Case ID: so2d_511/html/0670-01.html
Source: Caselaw Access Project
Author: {"author": "MILLS, Judge.", "license": "Public Domain", "url": "https://static.case.law/"}
Date Created: 2024-08-24T03:29:51.129683

CITY OF MIAMI BEACH and Southern Fire Adjusters, Appellants, v. Charles GARABEDIAN, Appellee.
    No. BO-453.
    District Court of Appeal of Florida, First District.
    Aug. 7, 1987.
    Rehearing Denied Sept. 9, 1987.
    
      Robert H. Gregory, Miami, for appellants.
    Neal L. Ganon, of Adams, Kelley & Kro-nenberg, Miami, for appellee.
   MILLS, Judge.

The claimant in this workers’ compensation appeal was involved in an industrial accident in 1982. In 1985, he was involved in a second industrial accident. The carrier on the risk at the time of the second accident (carrier 2) sought reimbursement, pursuant to section 440.42(3), Florida Statutes, from the carrier on the risk at the time of the first accident (carrier 1) for compensation and medical benefits paid by carrier 2 after the date carrier 2 contended the claimant had fully recovered from the second accident. The deputy commissioner denied reimbursement.
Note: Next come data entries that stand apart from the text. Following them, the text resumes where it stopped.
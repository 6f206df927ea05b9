use migration::reconcile::{leaderboard_rows, reconcile_leaderboard, ReconciliationReport};
use prediction_core::reconciliation::{audit, AuditReport, NameSource};
use prediction_core::{validate_email, validate_name, validate_score};
use prediction_types::{GameRules, LeaderboardEntry, PublicLeaderboardEntry, UpsertOutcome};
use sea_orm::prelude::DateTimeWithTimeZone;
use sea_orm::sea_query::{Expr, Func, SimpleExpr};
use sea_orm::{
    ActiveValue, ColumnTrait, DatabaseConnection, DbErr, EntityTrait, PaginatorTrait,
    QueryFilter, QueryOrder, QuerySelect, SqlErr,
};
use tracing::{debug, warn};

use crate::entities::{leaderboard, prelude::*};
use crate::errors::{PersistenceError, PersistenceResult};

/// Attempts before a racing insert is reported as a conflict.
pub const MAX_UPSERT_ATTEMPTS: u32 = 3;

pub struct LeaderboardRepository {
    db: DatabaseConnection,
}

impl LeaderboardRepository {
    pub fn new(db: DatabaseConnection) -> Self {
        Self { db }
    }

    fn model_to_entry(model: leaderboard::Model) -> LeaderboardEntry {
        LeaderboardEntry {
            id: model.id,
            email: model.email,
            game_type: model.game_type,
            name: model.name,
            best_score: model.best_score.max(0) as u32,
            total_games_played: model.total_games_played.max(0) as u32,
            created_at: model.created_at.to_rfc3339(),
            updated_at: model.updated_at.to_rfc3339(),
        }
    }

    /// Matches the `(lower(email), game_type)` unique index.
    fn key_filter(email: &str, game_type: &str) -> SimpleExpr {
        Expr::expr(Func::lower(Expr::col(leaderboard::Column::Email)))
            .eq(email)
            .and(leaderboard::Column::GameType.eq(game_type))
    }

    /// Record one completed round for `(email, game_type)`.
    ///
    /// Updates in place when the key exists, inserts otherwise. An insert that
    /// loses a race against another insert for the same key hits the unique
    /// index and is retried as an update.
    pub async fn upsert_best(
        &self,
        email: &str,
        game_type: &str,
        name: &str,
        score: u32,
    ) -> PersistenceResult<UpsertOutcome> {
        let email = validate_email(email)?;
        let name = validate_name(name)?;
        let rules = GameRules::for_game_type(game_type)?;
        let score = validate_score(score, &rules)?;

        for attempt in 1..=MAX_UPSERT_ATTEMPTS {
            if let Some(is_new_best) = self.update_existing(&email, game_type, &name, score).await? {
                let entry = self.fetch(&email, game_type).await?;
                debug!(
                    "Updated leaderboard for {} ({}): best {}, games {}",
                    email, game_type, entry.best_score, entry.total_games_played
                );
                return Ok(UpsertOutcome {
                    entry,
                    is_new_best,
                    created: false,
                });
            }

            match self.insert_new(&email, game_type, &name, score).await {
                Ok(entry) => {
                    debug!("Added {} ({}) to leaderboard", email, game_type);
                    return Ok(UpsertOutcome {
                        entry,
                        is_new_best: true,
                        created: true,
                    });
                }
                Err(err) if is_unique_violation(&err) => {
                    warn!(
                        "Concurrent insert for {} ({}), retrying as update (attempt {}/{})",
                        email, game_type, attempt, MAX_UPSERT_ATTEMPTS
                    );
                }
                Err(err) => return Err(err.into()),
            }
        }

        Err(PersistenceError::Conflict {
            email,
            game_type: game_type.to_string(),
            attempts: MAX_UPSERT_ATTEMPTS,
        })
    }

    /// Returns `None` when no row exists for the key, otherwise whether the
    /// score raised the stored best. Each statement is atomic on its own so
    /// concurrent updates never lose an increment.
    async fn update_existing(
        &self,
        email: &str,
        game_type: &str,
        name: &str,
        score: u32,
    ) -> Result<Option<bool>, DbErr> {
        let now: DateTimeWithTimeZone = chrono::Utc::now().into();
        let games_plus_one = Expr::col(leaderboard::Column::TotalGamesPlayed).add(1);

        let improved = Leaderboard::update_many()
            .col_expr(leaderboard::Column::BestScore, Expr::value(score as i32))
            .col_expr(leaderboard::Column::TotalGamesPlayed, games_plus_one.clone())
            .col_expr(leaderboard::Column::Name, Expr::value(name))
            .col_expr(leaderboard::Column::UpdatedAt, Expr::value(now))
            .filter(Self::key_filter(email, game_type))
            .filter(leaderboard::Column::BestScore.lt(score as i32))
            .exec(&self.db)
            .await?;
        if improved.rows_affected > 0 {
            return Ok(Some(true));
        }

        let played = Leaderboard::update_many()
            .col_expr(leaderboard::Column::TotalGamesPlayed, games_plus_one)
            .col_expr(leaderboard::Column::Name, Expr::value(name))
            .col_expr(leaderboard::Column::UpdatedAt, Expr::value(now))
            .filter(Self::key_filter(email, game_type))
            .exec(&self.db)
            .await?;
        if played.rows_affected > 0 {
            return Ok(Some(false));
        }

        Ok(None)
    }

    async fn insert_new(
        &self,
        email: &str,
        game_type: &str,
        name: &str,
        score: u32,
    ) -> Result<LeaderboardEntry, DbErr> {
        let now: DateTimeWithTimeZone = chrono::Utc::now().into();
        let model = leaderboard::ActiveModel {
            id: ActiveValue::NotSet,
            email: ActiveValue::Set(email.to_string()),
            game_type: ActiveValue::Set(game_type.to_string()),
            name: ActiveValue::Set(name.to_string()),
            best_score: ActiveValue::Set(score as i32),
            total_games_played: ActiveValue::Set(1),
            created_at: ActiveValue::Set(now),
            updated_at: ActiveValue::Set(now),
        };

        let inserted = Leaderboard::insert(model).exec(&self.db).await?;
        let created = Leaderboard::find_by_id(inserted.last_insert_id)
            .one(&self.db)
            .await?
            .ok_or_else(|| {
                DbErr::RecordNotFound(format!("leaderboard row {}", inserted.last_insert_id))
            })?;

        Ok(Self::model_to_entry(created))
    }

    async fn fetch(&self, email: &str, game_type: &str) -> PersistenceResult<LeaderboardEntry> {
        self.find(email, game_type).await?.ok_or_else(|| {
            DbErr::RecordNotFound(format!("leaderboard entry for {email} ({game_type})")).into()
        })
    }

    pub async fn find(
        &self,
        email: &str,
        game_type: &str,
    ) -> PersistenceResult<Option<LeaderboardEntry>> {
        let email = validate_email(email)?;
        let model = Leaderboard::find()
            .filter(Self::key_filter(&email, game_type))
            .one(&self.db)
            .await?;
        Ok(model.map(Self::model_to_entry))
    }

    /// Best scores for one game type, highest first. Equal scores are ordered
    /// by who got there first. Equal scores share a rank.
    pub async fn top_n(
        &self,
        game_type: &str,
        limit: u64,
    ) -> PersistenceResult<Vec<PublicLeaderboardEntry>> {
        let models = Leaderboard::find()
            .filter(leaderboard::Column::GameType.eq(game_type))
            .order_by_desc(leaderboard::Column::BestScore)
            .order_by_asc(leaderboard::Column::UpdatedAt)
            .order_by_asc(leaderboard::Column::Id)
            .limit(limit)
            .all(&self.db)
            .await?;

        let mut entries: Vec<PublicLeaderboardEntry> = Vec::with_capacity(models.len());
        for (index, model) in models.into_iter().enumerate() {
            let entry = Self::model_to_entry(model);
            let rank = match entries.last() {
                Some(previous) if previous.best_score == entry.best_score => previous.rank,
                _ => index as u32 + 1,
            };
            entries.push(PublicLeaderboardEntry::from_entry(&entry, rank));
        }

        Ok(entries)
    }

    /// 1 + the number of players with a strictly higher best score.
    pub async fn rank_of(&self, email: &str, game_type: &str) -> PersistenceResult<Option<u32>> {
        let Some(entry) = self.find(email, game_type).await? else {
            return Ok(None);
        };

        let above = Leaderboard::find()
            .filter(leaderboard::Column::GameType.eq(game_type))
            .filter(leaderboard::Column::BestScore.gt(entry.best_score as i32))
            .count(&self.db)
            .await?;

        Ok(Some(above as u32 + 1))
    }

    /// Read-only view of what reconciliation would change.
    pub async fn audit(&self) -> PersistenceResult<AuditReport> {
        let rows = leaderboard_rows(&self.db).await?;
        Ok(audit(&rows))
    }

    /// Run the deduplication pass outside the migrator.
    pub async fn reconcile(&self, source: NameSource) -> PersistenceResult<ReconciliationReport> {
        Ok(reconcile_leaderboard(&self.db, source).await?)
    }
}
The deputy properly denied reimbursement for compensation benefits for the period claimed. The record shows carrier 2 voluntarily paid temporary total disability benefits, the compensation benefits in question, during a period when the claimant was receiving his full salary from the employer. The benefits paid, therefore, were not due and carrier 1 cannot be required to reimburse carrier 2 for them. Miami-Dade Water & Sewer Authority v. Leech, 447 So.2d 979 (Fla. 1st DCA 1984).

Carrier 2 argues that it was obligated to pay compensation benefits for the period in question and that, pursuant to section 440.-20(15), Florida Statutes, the only gratuitous payments were those wages paid by the employer exceeding the amount of compensation paid or awarded. Section 440.20(15), however, by its own terms applies only when the case is contested and benefits are paid thereafter. There is nothing in the record indicating such was the case here.

It was error for the deputy to deny reimbursement for medical benefits paid by carrier 2 for the period claimed. In denying reimbursement for these benefits, the deputy relied on an equivocal response from the sole medical witness, to a single hypothetical question, to find that the second accident continued as the cause of the claimant’s condition. It was clear from this witness’s testimony as a whole, and his medical reports, that he was of the opinion that the claimant fully recovered from any effects of the second accident prior to the period for which reimbursement was claimed.

Although it is within the province of the deputy to unravel apparent conflicts in medical testimony, V.J. Growers Supply v. Newsome, 496 So.2d 234 (Fla. 1st DCA 1986), the deference shown a deputy in such matters is not absolute:

Where only a single medical expert testifies concerning a particular medical question, and where that expert’s testimony is vague, uncertain, or ambiguous, the deputy should refrain from relying on isolated portions of the testimony and instead should consider all of the testimony and attempt to distill from it the • essence of what the expert is attempting to say.

Sabre Marine v. Feliciano, 461 So.2d 985, 987 (Fla. 1st DCA 1984).

The denial of reimbursement for compensation benefits is AFFIRMED; the denial of reimbursement for medical benefits is REVERSED.

WENTWORTH and BARFIELD, JJ., concur.